Our dining room roof leaks quite badly, and because we are in an extended conflict with the company that supposedly fixed the roof, but didn’t, we’ve been advised we can’t actually fix it ourselves without losing leverage in our ongoing process of resolution. On the autumn weekend they visited, we had torrential, icy rain that night, and, not unexpectedly, our dining room roof was leaking horribly. We’d just gotten the kids to bed, and were sitting around drinking beer and talking, when Billy turned to me, and asked whether we’d like him to go up on the roof and replace the tarp that was now failing to keep out the leaks.
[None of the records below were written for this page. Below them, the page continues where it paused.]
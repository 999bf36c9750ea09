//! Wallet credentials consumed by the node registry
//!
//! The wallet subsystem owns the master seed and the login credentials; this
//! crate only borrows them through [`WalletCredentials`]. [`LocalWallet`] is a
//! self-contained implementation that keeps the seed either in the clear or
//! sealed under the wallet's second password.
//!
//! A sealed seed is encrypted with a key stretched from the second password
//! by Argon2id over a random per-wallet salt. The salt and cost parameters
//! travel with the ciphertext in [`SealedSeed`].

use std::fmt;

use serde::{Deserialize, Serialize};
use zeroize::{Zeroize, Zeroizing};

use crate::crypto::derivation::{DerivationError, MAX_SEED_LEN, MIN_SEED_LEN};
use crate::crypto::{Secret, SecretError, SECRET_SIZE};

/// Length of the random Argon2id salt
pub const SEAL_SALT_LEN: usize = 16;

#[derive(Debug, thiserror::Error)]
pub enum CredentialsError {
    #[error("wallet is double encrypted and requires the second password")]
    SecondPasswordRequired,
    #[error("second password is incorrect")]
    InvalidSecondPassword,
    #[error("malformed master seed: {0}")]
    MalformedSeed(#[from] DerivationError),
    #[error("failed to seal master seed: {0}")]
    Seal(#[from] SecretError),
    #[error("second password key derivation failed: {0}")]
    Kdf(String),
    #[error("failed to generate random bytes: {0}")]
    Rng(#[from] getrandom::Error),
}

/// Argon2id cost of the second-password seal
#[derive(Debug, Clone, Copy, PartialEq, Eq, Serialize, Deserialize)]
pub struct SealParams {
    /// Memory in KiB
    pub m_cost: u32,
    /// Passes over memory
    pub t_cost: u32,
    /// Lanes
    pub p_cost: u32,
}

impl Default for SealParams {
    fn default() -> Self {
        Self {
            m_cost: 65_536,
            t_cost: 3,
            p_cost: 1,
        }
    }
}

/// Master seed encrypted under the wallet's second password
#[derive(Debug, Clone, PartialEq, Eq)]
pub struct SealedSeed {
    pub salt: [u8; SEAL_SALT_LEN],
    pub params: SealParams,
    /// `nonce || ciphertext || tag` as produced by [`Secret::encrypt`]
    pub ciphertext: Vec<u8>,
}

/// Wallet master seed
///
/// Zeroized on drop. Only ever lives for the duration of a derivation.
pub struct MasterKey(Vec<u8>);

impl MasterKey {
    pub fn new(seed: Vec<u8>) -> Result<Self, DerivationError> {
        if !(MIN_SEED_LEN..=MAX_SEED_LEN).contains(&seed.len()) {
            return Err(DerivationError::InvalidSeedLength(seed.len()));
        }
        Ok(Self(seed))
    }

    pub fn generate() -> Result<Self, getrandom::Error> {
        let mut seed = vec![0u8; MAX_SEED_LEN];
        getrandom::getrandom(&mut seed)?;
        Ok(Self(seed))
    }

    pub fn as_bytes(&self) -> &[u8] {
        &self.0
    }
}

impl Drop for MasterKey {
    fn drop(&mut self) {
        self.0.zeroize();
    }
}

impl fmt::Debug for MasterKey {
    fn fmt(&self, f: &mut fmt::Formatter<'_>) -> fmt::Result {
        write!(f, "MasterKey({} bytes)", self.0.len())
    }
}

/// Credentials the wallet hands to the metadata layer
pub trait WalletCredentials: Send + Sync {
    fn guid(&self) -> &str;

    fn shared_key(&self) -> &str;

    fn password(&self) -> &str;

    /// Whether producing the master key needs the second password
    fn is_double_encrypted(&self) -> bool;

    /// Produce the master seed, checking `second_password` when the wallet
    /// is double encrypted
    fn master_key(&self, second_password: Option<&str>) -> Result<MasterKey, CredentialsError>;
}

enum SeedStorage {
    Plain(MasterKey),
    Sealed(SealedSeed),
}

/// In-process wallet holding its own seed
pub struct LocalWallet {
    guid: String,
    shared_key: String,
    password: String,
    seed: SeedStorage,
}

impl fmt::Debug for LocalWallet {
    fn fmt(&self, f: &mut fmt::Formatter<'_>) -> fmt::Result {
        f.debug_struct("LocalWallet")
            .field("guid", &self.guid)
            .field("double_encrypted", &self.is_double_encrypted())
            .finish_non_exhaustive()
    }
}

impl LocalWallet {
    /// A wallet whose seed is available without a second password
    pub fn new(guid: String, shared_key: String, password: String, master: MasterKey) -> Self {
        Self {
            guid,
            shared_key,
            password,
            seed: SeedStorage::Plain(master),
        }
    }

    /// A double-encrypted wallet whose seed was sealed with [`LocalWallet::seal_seed`]
    pub fn sealed(
        guid: String,
        shared_key: String,
        password: String,
        sealed_seed: SealedSeed,
    ) -> Self {
        Self {
            guid,
            shared_key,
            password,
            seed: SeedStorage::Sealed(sealed_seed),
        }
    }

    /// Encrypt a master seed under a second password, with a fresh salt
    pub fn seal_seed(
        guid: &str,
        master: &MasterKey,
        second_password: &str,
        params: SealParams,
    ) -> Result<SealedSeed, CredentialsError> {
        let mut salt = [0u8; SEAL_SALT_LEN];
        getrandom::getrandom(&mut salt)?;

        let ciphertext =
            sealing_key(guid, second_password, &salt, &params)?.encrypt(master.as_bytes())?;
        Ok(SealedSeed {
            salt,
            params,
            ciphertext,
        })
    }

    pub fn sealed_seed(&self) -> Option<&SealedSeed> {
        match &self.seed {
            SeedStorage::Sealed(sealed) => Some(sealed),
            SeedStorage::Plain(_) => None,
        }
    }
}

/// Argon2id over the length-prefixed guid followed by the second password
fn sealing_key(
    guid: &str,
    second_password: &str,
    salt: &[u8],
    params: &SealParams,
) -> Result<Secret, CredentialsError> {
    let argon2_params =
        argon2::Params::new(params.m_cost, params.t_cost, params.p_cost, Some(SECRET_SIZE))
            .map_err(|e| CredentialsError::Kdf(e.to_string()))?;
    let argon2 = argon2::Argon2::new(
        argon2::Algorithm::Argon2id,
        argon2::Version::V0x13,
        argon2_params,
    );

    let mut input = Zeroizing::new(Vec::with_capacity(8 + guid.len() + second_password.len()));
    input.extend_from_slice(&(guid.len() as u64).to_le_bytes());
    input.extend_from_slice(guid.as_bytes());
    input.extend_from_slice(second_password.as_bytes());

    let mut output = [0u8; SECRET_SIZE];
    argon2
        .hash_password_into(&input, salt, &mut output)
        .map_err(|e| CredentialsError::Kdf(e.to_string()))?;
    let key = Secret::from(output);
    output.zeroize();
    Ok(key)
}

impl WalletCredentials for LocalWallet {
    fn guid(&self) -> &str {
        &self.guid
    }

    fn shared_key(&self) -> &str {
        &self.shared_key
    }

    fn password(&self) -> &str {
        &self.password
    }

    fn is_double_encrypted(&self) -> bool {
        matches!(self.seed, SeedStorage::Sealed(_))
    }

    fn master_key(&self, second_password: Option<&str>) -> Result<MasterKey, CredentialsError> {
        match &self.seed {
            SeedStorage::Plain(master) => Ok(MasterKey::new(master.as_bytes().to_vec())?),
            SeedStorage::Sealed(sealed) => {
                let second_password =
                    second_password.ok_or(CredentialsError::SecondPasswordRequired)?;
                let seed = sealing_key(&self.guid, second_password, &sealed.salt, &sealed.params)?
                    .decrypt(&sealed.ciphertext)
                    .map_err(|_| CredentialsError::InvalidSecondPassword)?;
                Ok(MasterKey::new(seed)?)
            }
        }
    }
}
And I was struck by this – how many people in your life will go up on the roof on a cold night in the pouring rain simply because they want to help? It isn’t quite as dramatic as asking “would these people hide me from the Nazis” but it isn’t too far off, either – in both cases, the question is this – is the relationship deep enough to endure difficulty, cost, strain – and is the faith in the relationship sufficient to endure periods where reciprocity may not be possible?
Now people have these relationships for different reasons. Even though Billy and I don’t spend a ton of time together, I’m family, and both of us have a strong commitment to family. Our friendship is real, but not deep enough to explain this – but the ties of marriage and blood are. But I have other relatives who would never think to do the same. Family can be the origin, but it isn’t always.
I have friends who I know would go up on the roof, would hide me from the Nazis, based on relationships we’ve had for years, people I would trust with my life, and who are as important to me as my family. I sometimes struggle with the choice to live so far away from my parents and sisters – but the thing that keeps me here is that we’ve managed to build communities and relationships that are just as strong as the familial ones in many ways. I feel very lucky and blessed to have such friends.
And there are a few people who would do these things not because they love me, or because I love them, but because it is the right thing to do. There are those people who hid others from the Nazis not based on intense personal relationships, but because they felt it was right – people who show up to help out the neighbors even if they don’t personally like them, or know them very well, who are there with a helping hand. Sometimes those people become your friends, your intimate circle. And sometimes they never do – sometimes all you will ever be to one another are members of the same community, but that’s enough.
I hope, of course, that none of us ever need to be hidden. But it is a fair likelihood that all of us will need help from someone at some point. It is a fair likelihood that all of us will haev the opportunity to extend help to one another. And every time we do this, we create something. It isn’t always the same thing – not every relationship extends as deeply as the ones Harrison talks about. Some things will go as far as the roof, but not as far as hiding you, or vice versa. Some people will be able to offer different things.
But it is worth thinking of these moments of exigency when we truly rely on one another when we inventory what we have in our lives. I often talk about acquiring or making things that we might need – but this, I think, is the one thing we all most need to make – those ties, deeper than ordinary ones, on which we can trust and wholly rely.